Mama hebt den verstrubbelten Kopf. »Ach, Paulchen, du bist doch groß genug, um dir deine Sachen rauszusuchen.«

Doch dann steht sie auf, tappt in Paulines Zimmer und kommt mit Unterhose und Unterhemd, Strümpfen, Pullover und Hose zurück.

»Nicht den Pulli!«, sagt Pauline. »Der kratzt.«

»Seit wann das denn? Ich denke, das ist dein Lieblingspulli.«

Es war Paulines Lieblingspulli, bis gestern. Da hatte sich Hanna über sie lustig gemacht: »Mit diesem Teddypulli siehst du aus wie ein Baby, fehlt nur noch der Schnuller.«

»Ich will den grünen anziehen!«, sagt Pauline.

»Den hab ich gestern erst gewaschen, der ist noch feucht«, sagt Mama. »Du ziehst jetzt den an, basta!«

»Nein! Nein! Und nochmals nein!« Pauline brüllt. »Den grünen oder keinen.«

»Warum gebe ich dir bloß immer nach«, seufzt Mama, als sie mit dem Föhn Kragen und Ärmelbündchen des grünen Pullis trocken pustet.

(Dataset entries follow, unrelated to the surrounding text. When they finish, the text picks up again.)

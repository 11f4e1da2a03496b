//! Analysis stage runner
//!
//! Drives a document through the fixed stage sequence
//! `extracting (25) → classifying (50) → analyzing (75) → complete (100)`,
//! one detached task per document, fully decoupled from the upload request
//! that started it. Each stage boundary re-reads the record before
//! writing: a concurrently deleted document makes the step a silent no-op.
//! A persistence failure stops the sequence and best-effort writes a
//! terminal `error` status rather than leaving the record silently stuck.

use std::sync::Arc;
use tokio::task::JoinHandle;
use tracing::{debug, error, info};

use crate::analyzer::AnalysisProducer;
use crate::config::RunnerConfig;
use crate::store::{AnalysisStore, DocumentStore, ProfileStore};
use crate::types::AnalysisStatus;

/// The fixed stage table: status label and the progress it publishes.
pub const STAGES: &[(AnalysisStatus, i32)] = &[
    (AnalysisStatus::Extracting, 25),
    (AnalysisStatus::Classifying, 50),
    (AnalysisStatus::Analyzing, 75),
    (AnalysisStatus::Complete, 100),
];

/// Result of one stage step.
#[derive(Debug, PartialEq, Eq)]
enum StepOutcome {
    /// Record found; status and progress persisted.
    Applied,
    /// Record concurrently deleted; nothing written.
    Skipped,
}

/// Runs the staged pseudo-analysis for uploaded documents.
#[derive(Clone)]
pub struct StageRunner {
    documents: DocumentStore,
    analyses: AnalysisStore,
    profiles: ProfileStore,
    producer: Arc<dyn AnalysisProducer>,
    config: RunnerConfig,
}

impl StageRunner {
    pub fn new(
        documents: DocumentStore,
        analyses: AnalysisStore,
        profiles: ProfileStore,
        producer: Arc<dyn AnalysisProducer>,
        config: RunnerConfig,
    ) -> Self {
        Self {
            documents,
            analyses,
            profiles,
            producer,
            config,
        }
    }

    /// Start the stage sequence for one document on a detached task.
    ///
    /// Returns immediately; the upload response never waits on analysis.
    /// Runners for different documents proceed concurrently with no
    /// ordering between them.
    pub fn spawn(&self, document_id: String, owner_id: String) -> JoinHandle<()> {
        let runner = self.clone();
        tokio::spawn(async move {
            runner.run(&document_id, &owner_id).await;
        })
    }

    async fn run(&self, document_id: &str, owner_id: &str) {
        tokio::time::sleep(self.config.start_delay).await;

        for &(status, progress) in STAGES {
            tokio::time::sleep(self.config.step_delay).await;

            match self.apply_stage(document_id, owner_id, status, progress).await {
                Ok(StepOutcome::Applied) => {
                    debug!(document_id, %status, progress, "analysis stage applied");
                }
                Ok(StepOutcome::Skipped) => {
                    debug!(document_id, %status, "document gone, stage skipped");
                }
                Err(e) => {
                    error!(document_id, %status, "analysis stage failed: {e}");
                    self.mark_errored(document_id, owner_id).await;
                    return;
                }
            }
        }

        info!(document_id, owner_id, "analysis complete");
    }

    /// One stage step: re-read, overwrite status/progress, persist. At the
    /// terminal stage the analysis record is stored *before* the status
    /// flips to `complete`, so a poller can never observe `complete`
    /// without an analysis.
    async fn apply_stage(
        &self,
        document_id: &str,
        owner_id: &str,
        status: AnalysisStatus,
        progress: i32,
    ) -> anyhow::Result<StepOutcome> {
        let Some(mut document) = self.documents.get(owner_id, document_id).await? else {
            return Ok(StepOutcome::Skipped);
        };

        if status == AnalysisStatus::Complete {
            let analysis = self.producer.produce(&document).await?;
            self.analyses.put(owner_id, &analysis).await?;
        }

        document.analysis_status = status;
        // Progress is non-decreasing by contract
        document.analysis_progress = progress.max(document.analysis_progress);
        self.documents.update(&document).await?;

        if status == AnalysisStatus::Complete {
            match self.profiles.increment_analyzed(owner_id).await {
                Ok(true) => {}
                Ok(false) => debug!(owner_id, "no profile, analyzed counter skipped"),
                // Document is already terminal; an error status here would
                // contradict the stored analysis.
                Err(e) => error!(owner_id, "analyzed counter update failed: {e}"),
            }
        }

        Ok(StepOutcome::Applied)
    }

    /// Best-effort terminal `error` status. Progress keeps its last
    /// successfully published value.
    async fn mark_errored(&self, document_id: &str, owner_id: &str) {
        match self.documents.get(owner_id, document_id).await {
            Ok(Some(mut document)) => {
                document.analysis_status = AnalysisStatus::Error;
                if let Err(e) = self.documents.update(&document).await {
                    error!(document_id, "failed to record error status: {e}");
                }
            }
            Ok(None) => {}
            Err(e) => error!(document_id, "failed to record error status: {e}"),
        }
    }
}

#[cfg(test)]
mod tests {
    use super::*;
    use crate::analyzer::CannedAnalyzer;
    use crate::kv::{KvError, KvStore, MemoryKv};
    use async_trait::async_trait;
    use pretty_assertions::assert_eq;
    use serde_json::Value;
    use std::sync::Mutex;
    use std::time::Duration;

    fn test_config() -> RunnerConfig {
        RunnerConfig {
            start_delay: Duration::from_millis(1),
            step_delay: Duration::from_millis(1),
        }
    }

    struct Harness {
        documents: DocumentStore,
        analyses: AnalysisStore,
        profiles: ProfileStore,
        runner: StageRunner,
    }

    fn harness_with(kv: Arc<dyn KvStore>) -> Harness {
        let documents = DocumentStore::new(Arc::clone(&kv));
        let analyses = AnalysisStore::new(Arc::clone(&kv));
        let profiles = ProfileStore::new(Arc::clone(&kv));
        let runner = StageRunner::new(
            documents.clone(),
            analyses.clone(),
            profiles.clone(),
            Arc::new(CannedAnalyzer),
            test_config(),
        );
        Harness {
            documents,
            analyses,
            profiles,
            runner,
        }
    }

    fn harness() -> Harness {
        harness_with(Arc::new(MemoryKv::new()))
    }

    #[tokio::test]
    async fn full_sequence_reaches_complete() {
        let h = harness();
        h.profiles.create("user-a", "Ada", "ada@example.com").await.unwrap();
        let doc = h
            .documents
            .create("user-a", "contract.pdf", "user-a/x/contract.pdf", "application/pdf", 100)
            .await
            .unwrap();

        h.runner.spawn(doc.id.clone(), "user-a".into()).await.unwrap();

        let done = h.documents.get("user-a", &doc.id).await.unwrap().unwrap();
        assert_eq!(done.analysis_status, AnalysisStatus::Complete);
        assert_eq!(done.analysis_progress, 100);

        let analysis = h.analyses.get("user-a", &doc.id).await.unwrap().unwrap();
        assert_eq!(analysis.clauses.len(), 3);
        assert_eq!(analysis.overall_risk_score, 4.3);
        assert_eq!(analysis.compliance_score, 78);

        let profile = h.profiles.get("user-a").await.unwrap().unwrap();
        assert_eq!(profile.documents_analyzed, 1);
    }

    #[tokio::test]
    async fn counter_increments_once_per_completion() {
        let h = harness();
        h.profiles.create("user-a", "Ada", "ada@example.com").await.unwrap();

        for _ in 0..3 {
            let doc = h
                .documents
                .create("user-a", "c.pdf", "user-a/x/c.pdf", "application/pdf", 1)
                .await
                .unwrap();
            h.runner.spawn(doc.id, "user-a".into()).await.unwrap();
        }

        let profile = h.profiles.get("user-a").await.unwrap().unwrap();
        assert_eq!(profile.documents_analyzed, 3);
    }

    #[tokio::test]
    async fn deleted_document_is_silently_skipped() {
        let h = harness();
        h.profiles.create("user-a", "Ada", "ada@example.com").await.unwrap();
        let doc = h
            .documents
            .create("user-a", "c.pdf", "user-a/x/c.pdf", "application/pdf", 1)
            .await
            .unwrap();
        h.documents.delete("user-a", &doc.id).await.unwrap();

        h.runner.spawn(doc.id.clone(), "user-a".into()).await.unwrap();

        assert!(h.documents.get("user-a", &doc.id).await.unwrap().is_none());
        assert!(h.analyses.get("user-a", &doc.id).await.unwrap().is_none());
        let profile = h.profiles.get("user-a").await.unwrap().unwrap();
        assert_eq!(profile.documents_analyzed, 0);
    }

    #[tokio::test]
    async fn missing_profile_does_not_block_completion() {
        let h = harness();
        let doc = h
            .documents
            .create("user-a", "c.pdf", "user-a/x/c.pdf", "application/pdf", 1)
            .await
            .unwrap();

        h.runner.spawn(doc.id.clone(), "user-a".into()).await.unwrap();

        let done = h.documents.get("user-a", &doc.id).await.unwrap().unwrap();
        assert_eq!(done.analysis_status, AnalysisStatus::Complete);
        assert!(h.analyses.get("user-a", &doc.id).await.unwrap().is_some());
        assert!(h.profiles.get("user-a").await.unwrap().is_none());
    }

    // ── Ordering: progress is non-decreasing, analysis precedes complete ──

    /// Records every write so tests can assert over the observable
    /// sequence of stage updates.
    struct RecordingKv {
        inner: MemoryKv,
        log: Mutex<Vec<(String, Value)>>,
    }

    impl RecordingKv {
        fn new() -> Self {
            Self {
                inner: MemoryKv::new(),
                log: Mutex::new(Vec::new()),
            }
        }
    }

    #[async_trait]
    impl KvStore for RecordingKv {
        async fn get(&self, ns: &str, key: &str) -> Result<Option<Value>, KvError> {
            self.inner.get(ns, key).await
        }
        async fn set(&self, ns: &str, key: &str, value: Value) -> Result<(), KvError> {
            self.log
                .lock()
                .unwrap()
                .push((ns.to_string(), value.clone()));
            self.inner.set(ns, key, value).await
        }
        async fn delete(&self, ns: &str, key: &str) -> Result<(), KvError> {
            self.inner.delete(ns, key).await
        }
        async fn scan(&self, ns: &str, prefix: &str) -> Result<Vec<(String, Value)>, KvError> {
            self.inner.scan(ns, prefix).await
        }
        async fn modify(
            &self,
            ns: &str,
            key: &str,
            f: &(dyn Fn(Option<Value>) -> Option<Value> + Send + Sync),
        ) -> Result<Option<Value>, KvError> {
            let stored = self.inner.modify(ns, key, f).await?;
            if let Some(value) = &stored {
                self.log
                    .lock()
                    .unwrap()
                    .push((ns.to_string(), value.clone()));
            }
            Ok(stored)
        }
    }

    #[tokio::test]
    async fn stages_publish_exact_progression_in_order() {
        let kv = Arc::new(RecordingKv::new());
        let h = harness_with(Arc::<RecordingKv>::clone(&kv) as Arc<dyn KvStore>);
        let doc = h
            .documents
            .create("user-a", "c.pdf", "user-a/x/c.pdf", "application/pdf", 1)
            .await
            .unwrap();

        h.runner.spawn(doc.id.clone(), "user-a".into()).await.unwrap();

        let log = kv.log.lock().unwrap();
        let progressions: Vec<(String, i64)> = log
            .iter()
            .filter(|(ns, _)| ns == "documents")
            .map(|(_, v)| {
                (
                    v["analysis_status"].as_str().unwrap().to_string(),
                    v["analysis_progress"].as_i64().unwrap(),
                )
            })
            .collect();

        let expected: Vec<(String, i64)> = [
            ("pending", 0),
            ("extracting", 25),
            ("classifying", 50),
            ("analyzing", 75),
            ("complete", 100),
        ]
        .iter()
        .map(|(s, p)| (s.to_string(), *p))
        .collect();
        assert_eq!(progressions, expected);

        // The analysis write lands before the status flips to complete
        let analysis_pos = log.iter().position(|(ns, _)| ns == "analyses").unwrap();
        let complete_pos = log
            .iter()
            .position(|(ns, v)| ns == "documents" && v["analysis_status"] == "complete")
            .unwrap();
        assert!(analysis_pos < complete_pos);
    }

    // ── Failure: persistence errors end in a terminal `error` status ──

    /// Fails every write to one namespace.
    struct FailingKv {
        inner: MemoryKv,
        fail_ns: &'static str,
    }

    #[async_trait]
    impl KvStore for FailingKv {
        async fn get(&self, ns: &str, key: &str) -> Result<Option<Value>, KvError> {
            self.inner.get(ns, key).await
        }
        async fn set(&self, ns: &str, key: &str, value: Value) -> Result<(), KvError> {
            if ns == self.fail_ns {
                return Err(KvError::Backend(sqlx::Error::PoolClosed));
            }
            self.inner.set(ns, key, value).await
        }
        async fn delete(&self, ns: &str, key: &str) -> Result<(), KvError> {
            self.inner.delete(ns, key).await
        }
        async fn scan(&self, ns: &str, prefix: &str) -> Result<Vec<(String, Value)>, KvError> {
            self.inner.scan(ns, prefix).await
        }
        async fn modify(
            &self,
            ns: &str,
            key: &str,
            f: &(dyn Fn(Option<Value>) -> Option<Value> + Send + Sync),
        ) -> Result<Option<Value>, KvError> {
            if ns == self.fail_ns {
                return Err(KvError::Backend(sqlx::Error::PoolClosed));
            }
            self.inner.modify(ns, key, f).await
        }
    }

    #[tokio::test]
    async fn persistence_failure_writes_terminal_error_status() {
        let kv = Arc::new(FailingKv {
            inner: MemoryKv::new(),
            fail_ns: "analyses",
        });
        let h = harness_with(kv as Arc<dyn KvStore>);
        h.profiles.create("user-a", "Ada", "ada@example.com").await.unwrap();
        let doc = h
            .documents
            .create("user-a", "c.pdf", "user-a/x/c.pdf", "application/pdf", 1)
            .await
            .unwrap();

        h.runner.spawn(doc.id.clone(), "user-a".into()).await.unwrap();

        let stuck = h.documents.get("user-a", &doc.id).await.unwrap().unwrap();
        assert_eq!(stuck.analysis_status, AnalysisStatus::Error);
        // Progress keeps the last successfully published value
        assert_eq!(stuck.analysis_progress, 75);
        assert!(h.analyses.get("user-a", &doc.id).await.unwrap().is_none());
        let profile = h.profiles.get("user-a").await.unwrap().unwrap();
        assert_eq!(profile.documents_analyzed, 0);
    }
}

»Weil du mich lieb hast«, sagt Pauline und beißt in ihr Honigbrot.

»Ach ja, die Liebe«, sagt Mama und schaut auf die Uhr. »Denk dran, nicht ich hole dich heute nach der Schule ab, sondern …«

»… der Weihnachtsmann«, sagt Pauline, als wäre es das Selbstverständlichste von der Welt.

 

Als Pauline die Klasse betritt, thront Hanna auf ihrem Tisch und macht sich mal wieder furchtbar wichtig. »Mein Papa zeigt mir heute, wie man rückwärts Schlittschuh läuft.«

Pauline kocht vor Wut. Ständig gibt Hanna damit an, was ihr toller Vater ihr alles beibringt: Wie man vom Dreimeterbrett springt, im Kopf rechnet, Parkuhren austrickst… »Und mich holt heute der Weihnachtsmann ab, nur mich!«, ruft Pauline.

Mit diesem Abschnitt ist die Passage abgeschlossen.